• Aim of the task
The whole of the data is to be returned without a single change.

Source data:
----

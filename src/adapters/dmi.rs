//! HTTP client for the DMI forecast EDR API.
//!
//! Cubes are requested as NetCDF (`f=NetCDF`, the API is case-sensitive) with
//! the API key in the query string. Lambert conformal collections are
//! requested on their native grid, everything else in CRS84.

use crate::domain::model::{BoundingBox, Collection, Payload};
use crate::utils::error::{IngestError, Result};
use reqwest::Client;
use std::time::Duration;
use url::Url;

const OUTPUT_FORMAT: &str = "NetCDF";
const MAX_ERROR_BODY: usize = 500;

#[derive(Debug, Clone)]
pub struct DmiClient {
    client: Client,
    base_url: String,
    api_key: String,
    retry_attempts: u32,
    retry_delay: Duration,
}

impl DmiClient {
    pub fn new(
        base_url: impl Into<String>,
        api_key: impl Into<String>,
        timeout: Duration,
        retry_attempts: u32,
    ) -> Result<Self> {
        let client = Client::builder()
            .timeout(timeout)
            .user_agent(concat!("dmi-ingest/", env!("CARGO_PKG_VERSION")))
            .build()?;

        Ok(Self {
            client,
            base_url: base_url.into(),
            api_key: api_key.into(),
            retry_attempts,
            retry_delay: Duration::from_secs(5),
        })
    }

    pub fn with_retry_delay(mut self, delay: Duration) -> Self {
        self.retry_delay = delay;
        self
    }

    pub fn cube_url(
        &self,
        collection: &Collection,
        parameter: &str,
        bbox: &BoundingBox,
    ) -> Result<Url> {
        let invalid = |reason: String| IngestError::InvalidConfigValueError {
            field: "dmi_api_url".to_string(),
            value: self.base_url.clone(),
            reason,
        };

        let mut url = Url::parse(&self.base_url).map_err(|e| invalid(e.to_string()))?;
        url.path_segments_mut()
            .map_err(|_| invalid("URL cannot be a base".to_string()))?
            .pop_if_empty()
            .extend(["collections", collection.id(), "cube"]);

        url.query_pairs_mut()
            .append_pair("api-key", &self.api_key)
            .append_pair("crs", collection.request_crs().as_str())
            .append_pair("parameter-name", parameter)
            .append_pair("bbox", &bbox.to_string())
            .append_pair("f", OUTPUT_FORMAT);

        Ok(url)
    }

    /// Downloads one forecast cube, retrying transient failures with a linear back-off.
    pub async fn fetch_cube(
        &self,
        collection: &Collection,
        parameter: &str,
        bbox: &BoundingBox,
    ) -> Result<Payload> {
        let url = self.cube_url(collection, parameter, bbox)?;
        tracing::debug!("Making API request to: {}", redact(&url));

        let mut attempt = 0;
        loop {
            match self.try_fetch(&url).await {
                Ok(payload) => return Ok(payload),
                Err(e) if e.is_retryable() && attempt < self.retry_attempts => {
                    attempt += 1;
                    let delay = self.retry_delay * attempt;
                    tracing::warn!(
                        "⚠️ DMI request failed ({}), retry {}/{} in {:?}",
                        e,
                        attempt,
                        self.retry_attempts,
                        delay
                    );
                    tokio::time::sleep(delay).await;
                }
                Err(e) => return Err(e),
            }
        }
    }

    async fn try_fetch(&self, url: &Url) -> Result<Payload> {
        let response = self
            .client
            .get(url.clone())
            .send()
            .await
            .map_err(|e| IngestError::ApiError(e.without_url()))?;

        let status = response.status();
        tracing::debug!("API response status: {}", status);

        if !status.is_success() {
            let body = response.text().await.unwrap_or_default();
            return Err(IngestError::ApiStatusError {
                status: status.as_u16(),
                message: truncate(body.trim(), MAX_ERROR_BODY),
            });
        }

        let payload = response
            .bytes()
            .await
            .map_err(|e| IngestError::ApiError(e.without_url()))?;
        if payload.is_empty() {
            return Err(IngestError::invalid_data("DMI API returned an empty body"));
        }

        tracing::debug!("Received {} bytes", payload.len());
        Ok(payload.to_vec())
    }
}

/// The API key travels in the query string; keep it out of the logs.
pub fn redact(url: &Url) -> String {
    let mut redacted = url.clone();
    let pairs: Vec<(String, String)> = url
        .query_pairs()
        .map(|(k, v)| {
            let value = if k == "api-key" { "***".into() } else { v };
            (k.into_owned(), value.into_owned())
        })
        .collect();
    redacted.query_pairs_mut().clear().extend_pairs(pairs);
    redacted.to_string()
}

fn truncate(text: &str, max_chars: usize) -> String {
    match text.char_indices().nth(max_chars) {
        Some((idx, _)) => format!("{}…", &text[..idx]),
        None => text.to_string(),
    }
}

----

• Output for this exercise
filename src/adapters/dmi.rs
//! HTTP client for the DMI forecast EDR API.
//!
//! Cubes are requested as NetCDF (`f=NetCDF`, the API is case-sensitive) with
//! the API key in the query string. Lambert conformal collections are
//! requested on their native grid, everything else in CRS84.

use crate::domain::model::{BoundingBox, Collection, Payload};
use crate::utils::error::{IngestError, Result};
use reqwest::Client;
use std::time::Duration;
use url::Url;

const OUTPUT_FORMAT: &str = "NetCDF";
const MAX_ERROR_BODY: usize = 500;

#[derive(Debug, Clone)]
pub struct DmiClient {
    client: Client,
    base_url: String,
    api_key: String,
    retry_attempts: u32,
    retry_delay: Duration,
}

impl DmiClient {
    pub fn new(
        base_url: impl Into<String>,
        api_key: impl Into<String>,
        timeout: Duration,
        retry_attempts: u32,
    ) -> Result<Self> {
        let client = Client::builder()
            .timeout(timeout)
            .user_agent(concat!("dmi-ingest/", env!("CARGO_PKG_VERSION")))
            .build()?;

        Ok(Self {
            client,
            base_url: base_url.into(),
            api_key: api_key.into(),
            retry_attempts,
            retry_delay: Duration::from_secs(5),
        })
    }

    pub fn with_retry_delay(mut self, delay: Duration) -> Self {
        self.retry_delay = delay;
        self
    }

    pub fn cube_url(
        &self,
        collection: &Collection,
        parameter: &str,
        bbox: &BoundingBox,
    ) -> Result<Url> {
        let invalid = |reason: String| IngestError::InvalidConfigValueError {
            field: "dmi_api_url".to_string(),
            value: self.base_url.clone(),
            reason,
        };

        let mut url = Url::parse(&self.base_url).map_err(|e| invalid(e.to_string()))?;
        url.path_segments_mut()
            .map_err(|_| invalid("URL cannot be a base".to_string()))?
            .pop_if_empty()
            .extend(["collections", collection.id(), "cube"]);

        url.query_pairs_mut()
            .append_pair("api-key", &self.api_key)
            .append_pair("crs", collection.request_crs().as_str())
            .append_pair("parameter-name", parameter)
            .append_pair("bbox", &bbox.to_string())
            .append_pair("f", OUTPUT_FORMAT);

        Ok(url)
    }

    /// Downloads one forecast cube, retrying transient failures with a linear back-off.
    pub async fn fetch_cube(
        &self,
        collection: &Collection,
        parameter: &str,
        bbox: &BoundingBox,
    ) -> Result<Payload> {
        let url = self.cube_url(collection, parameter, bbox)?;
        tracing::debug!("Making API request to: {}", redact(&url));

        let mut attempt = 0;
        loop {
            match self.try_fetch(&url).await {
                Ok(payload) => return Ok(payload),
                Err(e) if e.is_retryable() && attempt < self.retry_attempts => {
                    attempt += 1;
                    let delay = self.retry_delay * attempt;
                    tracing::warn!(
                        "⚠️ DMI request failed ({}), retry {}/{} in {:?}",
                        e,
                        attempt,
                        self.retry_attempts,
                        delay
                    );
                    tokio::time::sleep(delay).await;
                }
                Err(e) => return Err(e),
            }
        }
    }

    async fn try_fetch(&self, url: &Url) -> Result<Payload> {
        let response = self
            .client
            .get(url.clone())
            .send()
            .await
            .map_err(|e| IngestError::ApiError(e.without_url()))?;

        let status = response.status();
        tracing::debug!("API response status: {}", status);

        if !status.is_success() {
            let body = response.text().await.unwrap_or_default();
            return Err(IngestError::ApiStatusError {
                status: status.as_u16(),
                message: truncate(body.trim(), MAX_ERROR_BODY),
            });
        }

        let payload = response
            .bytes()
            .await
            .map_err(|e| IngestError::ApiError(e.without_url()))?;
        if payload.is_empty() {
            return Err(IngestError::invalid_data("DMI API returned an empty body"));
        }

        tracing::debug!("Received {} bytes", payload.len());
        Ok(payload.to_vec())
    }
}

/// The API key travels in the query string; keep it out of the logs.
pub fn redact(url: &Url) -> String {
    let mut redacted = url.clone();
    let pairs: Vec<(String, String)> = url
        .query_pairs()
        .map(|(k, v)| {
            let value = if k == "api-key" { "***".into() } else { v };
            (k.into_owned(), value.into_owned())
        })
        .collect();
    redacted.query_pairs_mut().clear().extend_pairs(pairs);
    redacted.to_string()
}

fn truncate(text: &str, max_chars: usize) -> String {
    match text.char_indices().nth(max_chars) {
        Some((idx, _)) => format!("{}…", &text[..idx]),
        None => text.to_string(),
    }
}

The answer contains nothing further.